Può accadere che i dettami costituzionali e le regole di convivenza della nostra democrazia non siano condivisi dalle famiglie di origine ma questo succede anche in realtà italiane al 100 per cento, in cui non sempre ciò che si apprende in casa corrisponde con le norme del buon vivere civile. L'ordinamento, in questi casi, ha il compito di fornire un modello alternativo che consenta di rifiutare un sistema valoriale in cui non ci si identifica e allontanarlo per aderire a una realtà che si sente propria.
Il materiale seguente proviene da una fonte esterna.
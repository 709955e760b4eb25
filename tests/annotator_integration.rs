//! End-to-end annotation scenarios through the public API.

use spanmark::{
    AddressFields, AnnotatedSpan, Annotator, ConflictStrategy, EntityKind, MatchFields,
    MockDetector, PatternDetector, RawMatch, StyleRules, StyleToken, NEUTRAL_TOKEN,
};

#[test]
fn test_phone_and_link_end_to_end() {
    let text = "Call 555-123-4567 or visit https://example.com";
    let annotator = Annotator::with_patterns().unwrap();

    let spans = annotator.annotate(text).unwrap();
    assert_eq!(spans.len(), 2);

    // Ordered by start offset: phone first
    let phone = &spans[0];
    assert_eq!(phone.kind, EntityKind::PhoneNumber);
    assert_eq!(phone.text, "555-123-4567");
    assert_eq!(phone.value, "5551234567");
    assert_eq!(&text[phone.start..phone.end], "555-123-4567");

    let link = &spans[1];
    assert_eq!(link.kind, EntityKind::Link);
    assert_eq!(link.text, "https://example.com");
    assert_eq!(link.value, "https://example.com");
}

#[test]
fn test_address_formatting_end_to_end() {
    let annotator = Annotator::with_patterns().unwrap();
    let spans = annotator
        .annotate("Our office: 1 Main St, Springfield, IL 62704")
        .unwrap();

    assert_eq!(spans.len(), 1);
    assert_eq!(spans[0].kind, EntityKind::Address);
    assert_eq!(spans[0].value, "1 Main St Springfield, IL, 62704");
}

#[test]
fn test_address_without_street_is_suppressed() {
    // Detection reports the city-state-zip fragment; the annotator drops it.
    let annotator = Annotator::with_patterns().unwrap();
    let spans = annotator.annotate("Weather for Springfield, IL 62704").unwrap();
    assert!(spans.is_empty());
}

#[test]
fn test_suppression_applies_to_custom_detectors_too() {
    let streetless = RawMatch::with_fields(
        MatchFields::Address(AddressFields {
            city: Some("Springfield".into()),
            state: Some("IL".into()),
            zip: Some("62704".into()),
            ..Default::default()
        }),
        0,
        10,
    );
    let annotator = Annotator::builder()
        .detector(MockDetector::new("mock").with_matches(vec![streetless]))
        .build()
        .unwrap();

    assert!(annotator.annotate("0123456789").unwrap().is_empty());
}

#[test]
fn test_link_without_url_keeps_span_with_empty_value() {
    let unresolved = RawMatch::with_fields(MatchFields::Link { url: None }, 0, 7);
    let annotator = Annotator::builder()
        .detector(MockDetector::new("mock").with_matches(vec![unresolved]))
        .style(EntityKind::Link, StyleToken::new("blue"))
        .build()
        .unwrap();

    let spans = annotator.annotate("example text").unwrap();
    assert_eq!(spans.len(), 1);
    assert_eq!(spans[0].value, "");
    assert_eq!(spans[0].text, "example");
    assert_eq!(spans[0].style.as_str(), "blue");
}

#[test]
fn test_empty_input_is_not_an_error() {
    let annotator = Annotator::with_patterns().unwrap();
    assert!(annotator.annotate("").unwrap().is_empty());
}

#[test]
fn test_style_resolution_with_neutral_fallback() {
    let rules = StyleRules::new()
        .with(EntityKind::Link, "link-style")
        .with(EntityKind::PhoneNumber, "phone-style");

    let annotator = Annotator::builder()
        .detector(PatternDetector::new())
        .styles(rules)
        .build()
        .unwrap();

    let spans = annotator
        .annotate("555-123-4567, https://example.com, and 1 Main St, Springfield, IL 62704")
        .unwrap();

    let by_kind = |kind: EntityKind| -> &AnnotatedSpan {
        spans.iter().find(|s| s.kind == kind).unwrap()
    };
    assert_eq!(by_kind(EntityKind::Link).style.as_str(), "link-style");
    assert_eq!(by_kind(EntityKind::PhoneNumber).style.as_str(), "phone-style");
    // No address rule set: neutral default
    assert_eq!(by_kind(EntityKind::Address).style.as_str(), NEUTRAL_TOKEN);
}

#[test]
fn test_determinism_byte_identical() {
    let text = "Call 555-123-4567 or visit https://example.com";
    let annotator = Annotator::with_patterns().unwrap();

    let first = serde_json::to_string(&annotator.annotate(text).unwrap()).unwrap();
    let second = serde_json::to_string(&annotator.annotate(text).unwrap()).unwrap();
    assert_eq!(first, second);
}

#[test]
fn test_detector_subset_configuration() {
    let phones_only = PatternDetector::for_kinds(&[EntityKind::PhoneNumber]).unwrap();
    let annotator = Annotator::builder().detector(phones_only).build().unwrap();

    let spans = annotator
        .annotate("Call 555-123-4567 or visit https://example.com")
        .unwrap();
    assert_eq!(spans.len(), 1);
    assert_eq!(spans[0].kind, EntityKind::PhoneNumber);
}

#[test]
fn test_cross_detector_priority() {
    // A custom layer ahead of the pattern layer claims the phone range first
    let custom = RawMatch::with_fields(
        MatchFields::Link {
            url: Some("tel:override".into()),
        },
        5,
        17,
    );
    let annotator = Annotator::builder()
        .detector(MockDetector::new("custom").with_matches(vec![custom]))
        .detector(PatternDetector::new())
        .build()
        .unwrap();

    let spans = annotator.annotate("Call 555-123-4567 today").unwrap();
    assert_eq!(spans.len(), 1);
    assert_eq!(spans[0].kind, EntityKind::Link);
    assert_eq!(spans[0].value, "tel:override");
}

#[test]
fn test_cross_detector_longest_span() {
    let short = RawMatch::new(MatchFields::Link { url: Some("short".into()) }, 5, 10, 0.99);
    let long = RawMatch::new(MatchFields::Link { url: Some("long".into()) }, 5, 17, 0.10);

    let annotator = Annotator::builder()
        .detector(MockDetector::new("short").with_matches(vec![short]))
        .detector(MockDetector::new("long").with_matches(vec![long]))
        .strategy(ConflictStrategy::LongestSpan)
        .build()
        .unwrap();

    let spans = annotator.annotate("Call 555-123-4567 today").unwrap();
    assert_eq!(spans.len(), 1);
    assert_eq!(spans[0].value, "long");
}

#[test]
fn test_annotator_is_shareable_across_threads() {
    let annotator = Annotator::with_patterns().unwrap();
    let text = "Call 555-123-4567 or visit https://example.com";

    let (a, b) = std::thread::scope(|scope| {
        let h1 = scope.spawn(|| annotator.annotate(text).unwrap());
        let h2 = scope.spawn(|| annotator.annotate(text).unwrap());
        (h1.join().unwrap(), h2.join().unwrap())
    });

    assert_eq!(a, b);
    assert_eq!(a.len(), 2);
}

#[test]
fn test_spans_serialize_for_downstream_renderers() {
    let annotator = Annotator::builder()
        .detector(PatternDetector::new())
        .style(EntityKind::Link, "blue-underline")
        .build()
        .unwrap();

    let spans = annotator.annotate("see https://example.com").unwrap();
    let json = serde_json::to_string(&spans).unwrap();
    let back: Vec<AnnotatedSpan> = serde_json::from_str(&json).unwrap();
    assert_eq!(spans, back);
}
Ma questo, si ribadisce, vale per italiani e stranieri.

Circola sul web un video (Repubblica.it) in cui si rivolgono a bambini di origine diversa ma nati e cresciuti in Italia domande che tipicamente si pongono ai più piccoli: cosa vuoi fare da grande, quale è il tuo piatto preferito, che squadra tifi. Se si oscurasse il video, ascoltando solo l'audio dell'intervista nessuno dubiterebbe del fatto che gli interpellati sono tutti italiani. I bambini rispondono pronti alle domande, l'unica esitazione arriva quando si chiede «quale è la tua cittadinanza», ovviamente nessuno sa rispondere; al quesito più diretto: «sei italiana» una ribatte eloquentemente «no, sono abruzzese». Tutti restano straniti di fronte alla scoperta di non essere italiani a tutti gli effetti. Uno di loro non è preoccupato, dice: «non importa cosa dice lo Stato, io sono me stesso, nessuno può cambiare quello che sono, io mi sento italiano». Ha ragione e lo Stato glielo deve riconoscere.